Когда я печатаю на своей машинке, это слышат почти все соседи. Если это происходит ночью, то собаки начинают лаять, а детишки — плакать. Поэтому я достал себе бесшумную машинку, чтобы не тревожить все увеличивающееся с каждым месяцем детское население по соседству.

Как видишь, обстановка довольно своеобразная. И вообще тут много своеобразия, и я с удовольствием рассказал бы тебе. Над некоторыми вещами мы вместе бы посмеялись, ведь когда это переживаешь вдвоем, все выглядит совершенно иначе, а особенно при воспоминаниях.

Надеюсь, что у тебя будет скоро возможность порадоваться за меня и даже погордиться и убедиться, что «твой» является вполне полезным парнем. А если ты мне чаще и больше будешь писать, я смогу представить, что я к тому же еще и «милый» парень.

Итак, дорогая, пиши. Твои письма меня радуют. Всего хорошего.

Люблю и шлю сердечный привет — твой Ика.


1 января 1937 г.

Милая К.!

Итак, Новый год наступил. Желаю тебе самого наилучшего в этом году и надеюсь, что он будет последним годом нашей разлуки. Очень рассчитываю на то, что следующий Новый год мы будем встречать уже вместе, забыв о нашей длительной разлуке.

Недавно у меня был период очень напряженной работы, но в ближайшее время будет, видимо, несколько легче. Тогда же было очень тяжело. Зато было очень приятно получить от тебя и несколько строчек от В. Твои письма датированы августом и сентябрем.

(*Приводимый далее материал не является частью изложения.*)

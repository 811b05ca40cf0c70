/*
 * This source code is licensed under the Business Source License 1.1.
 * See LICENSE in the root directory for full details.
 */

//! Python FFI bindings via PyO3.
//!
//! Exposes the feedback ledger and the weight policy so a Python review
//! front-end can keep its state in Rust. Layout stays on the Rust side.
//!
//! # Building the Python extension
//!
//! ```bash
//! pip install maturin
//! maturin develop --features python-ffi
//! ```
//!
//! # Usage
//!
//! ```python
//! from imagecluster_core import FeedbackLedger, WeightPolicy, cluster_id
//!
//! ledger = FeedbackLedger()
//! policy = WeightPolicy()
//! cid = cluster_id(["a.jpg", "b.jpg"])
//! ledger.record(cid, True)
//! policy.apply_feedback(True)
//! print(ledger.confidence(cid))      # 1.0
//! print(policy.current_weights())    # {'similarity': 0.6, ...}
//! ```

use pyo3::exceptions::PyValueError;
use pyo3::prelude::*;
use pyo3::types::{PyBool, PyDict};

use crate::error::Error;
use crate::identity::ClusterId;
use crate::ledger::FeedbackLedger;
use crate::policy::{PolicyConfig, WeightPolicy};

fn to_py_err(e: Error) -> PyErr {
    PyValueError::new_err(e.to_string())
}

/// Accept only a real Python `bool`; `1`, `"yes"` and friends are rejected.
fn strict_bool(value: &Bound<'_, PyAny>) -> PyResult<bool> {
    let b = value.downcast::<PyBool>().map_err(|_| {
        PyValueError::new_err(format!(
            "accepted must be a bool, got {}",
            value
                .get_type()
                .name()
                .map(|n| n.to_string())
                .unwrap_or_else(|_| "unknown".to_string())
        ))
    })?;
    Ok(b.is_true())
}

// ── cluster_id ───────────────────────────────────────────────────────────────

/// Stable cluster id from member identifiers (order-independent).
#[pyfunction]
#[pyo3(name = "cluster_id")]
pub fn py_cluster_id(members: Vec<String>) -> u64 {
    ClusterId::from_members(&members).as_u64()
}

// ── FeedbackLedger ───────────────────────────────────────────────────────────

/// Append-only accept/reject history with per-cluster confidence.
#[pyclass(name = "FeedbackLedger")]
#[derive(Clone)]
pub struct PyFeedbackLedger {
    inner: FeedbackLedger,
}

#[pymethods]
impl PyFeedbackLedger {
    /// Create an empty ledger.
    #[new]
    pub fn new() -> Self {
        Self {
            inner: FeedbackLedger::new(),
        }
    }

    /// Record a judgment.
    ///
    /// Args:
    ///     cluster_id: integer cluster id (see `cluster_id()`)
    ///     accepted:   bool; anything else raises ValueError and records nothing
    ///     timestamp:  milliseconds; defaults to now
    #[pyo3(signature = (cluster_id, accepted, timestamp=None))]
    pub fn record(
        &mut self,
        cluster_id: u64,
        accepted: &Bound<'_, PyAny>,
        timestamp: Option<u64>,
    ) -> PyResult<()> {
        let accepted = strict_bool(accepted)?;
        let id = ClusterId(cluster_id);
        match timestamp {
            Some(t) => self.inner.record(id, accepted, t),
            None => self.inner.record_now(id, accepted),
        }
        Ok(())
    }

    /// Acceptance ratio in [0.0, 1.0]; 0.5 for clusters with no feedback.
    pub fn confidence(&self, cluster_id: u64) -> f32 {
        self.inner.confidence(ClusterId(cluster_id))
    }

    /// All records as `(cluster_id, accepted, timestamp)` tuples, oldest first.
    pub fn history(&self) -> Vec<(u64, bool, u64)> {
        self.inner
            .history()
            .iter()
            .map(|r| (r.cluster_id().as_u64(), r.accepted(), r.timestamp()))
            .collect()
    }

    /// Number of records.
    pub fn __len__(&self) -> usize {
        self.inner.len()
    }

    /// Python repr string.
    pub fn __repr__(&self) -> String {
        format!(
            "FeedbackLedger(records={}, clusters={})",
            self.inner.len(),
            self.inner.cluster_count()
        )
    }
}

// ── WeightPolicy ─────────────────────────────────────────────────────────────

/// Bounded weights nudged up on accept and down on reject.
#[pyclass(name = "WeightPolicy")]
pub struct PyWeightPolicy {
    inner: WeightPolicy,
}

#[pymethods]
impl PyWeightPolicy {
    /// Create a policy.
    ///
    /// Args:
    ///     keys:           weight names (default similarity, pattern, structure)
    ///     initial_weight: starting value (default 0.5)
    ///     min_weight:     lower clamp (default 0.1)
    ///     max_weight:     upper clamp (default 0.9)
    ///     learning_rate:  step per judgment (default 0.1)
    #[new]
    #[pyo3(signature = (keys=None, initial_weight=0.5, min_weight=0.1, max_weight=0.9, learning_rate=0.1))]
    pub fn new(
        keys: Option<Vec<String>>,
        initial_weight: f32,
        min_weight: f32,
        max_weight: f32,
        learning_rate: f32,
    ) -> PyResult<Self> {
        let defaults = PolicyConfig::default();
        let config = PolicyConfig {
            keys: keys.unwrap_or(defaults.keys),
            initial_weight,
            min_weight,
            max_weight,
            learning_rate,
        };
        let inner = WeightPolicy::new(config).map_err(to_py_err)?;
        Ok(Self { inner })
    }

    /// Move every weight one step up (True) or down (False).
    pub fn apply_feedback(&mut self, accepted: &Bound<'_, PyAny>) -> PyResult<()> {
        self.inner.apply_feedback(strict_bool(accepted)?);
        Ok(())
    }

    /// Reset and re-apply the ledger's history in order.
    pub fn replay(&mut self, ledger: &PyFeedbackLedger) {
        self.inner.replay(&ledger.inner);
    }

    /// Current weights as a dict.
    pub fn current_weights<'py>(&self, py: Python<'py>) -> PyResult<Bound<'py, PyDict>> {
        let d = PyDict::new_bound(py);
        for (k, v) in self.inner.current_weights().iter() {
            d.set_item(k, v)?;
        }
        Ok(d)
    }

    /// Python repr string.
    pub fn __repr__(&self) -> String {
        format!("WeightPolicy({:?})", self.inner.current_weights())
    }
}

// ── Module entry point ────────────────────────────────────────────────────────

/// Feedback ledger and weight policy for image cluster review.
#[pymodule]
pub fn imagecluster_core(m: &Bound<'_, PyModule>) -> PyResult<()> {
    m.add_class::<PyFeedbackLedger>()?;
    m.add_class::<PyWeightPolicy>()?;
    m.add_function(wrap_pyfunction!(py_cluster_id, m)?)?;
    m.add("__version__", env!("CARGO_PKG_VERSION"))?;
    m.add("NEUTRAL_CONFIDENCE", crate::ledger::NEUTRAL_CONFIDENCE)?;
    Ok(())
}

В одном из них ты писала, что была больна, почему же теперь не сообщаешь, как твое здоровье и чем ты болела. Я очень беспокоился о тебе. Поскорее сообщи о своем здоровье. За письма же сердечно благодарю. Я по крайней мере представляю, где и в каком окружении ты живешь. Месторасположение твоей квартиры, видимо, очень хорошее.

Ты, наверное, удивишься, что у нас здесь сейчас до 20 градусов тепла, а у вас теперь приблизительно столько же градусов мороза.

Тем не менее я предпочитал бы быть в холоде с тобой, чем в этой влажной жаре.

Ну, всего наилучшего, милая, мне пора кончать. Через два месяца получишь снова весточку от меня, надеюсь, что более радостную.

Ты не должна беспокоиться обо мне. Все обстоит благополучно.

Целую тебя крепко, милая К.


1938 г.

Дорогая Катя!

Когда я писал тебе последнее письмо в начале этого года, то был настолько уверен, что мы вместе летом проведем отпуск, что даже начал строить планы, где нам лучше провести его.

Однако я до сих пор здесь. Я так часто подводил тебя моими сроками, что не удивлюсь, если ты отказалась от вечного ожидания и сделала отсюда соответствующие выводы. Мне не остается ничего более, как только молча надеяться, что ты меня еще не совсем забыла и что все-таки есть перспектива осуществить нашу, пятилетней давности, мечту — наконец получить возможность вместе жить дома. Эту надежду я еще не теряю даже в том случае, если ее неосуществимость является полностью моей виной или, вернее, виной обстоятельств, среди которых мы живем и которые ставят перед нами определенные задачи.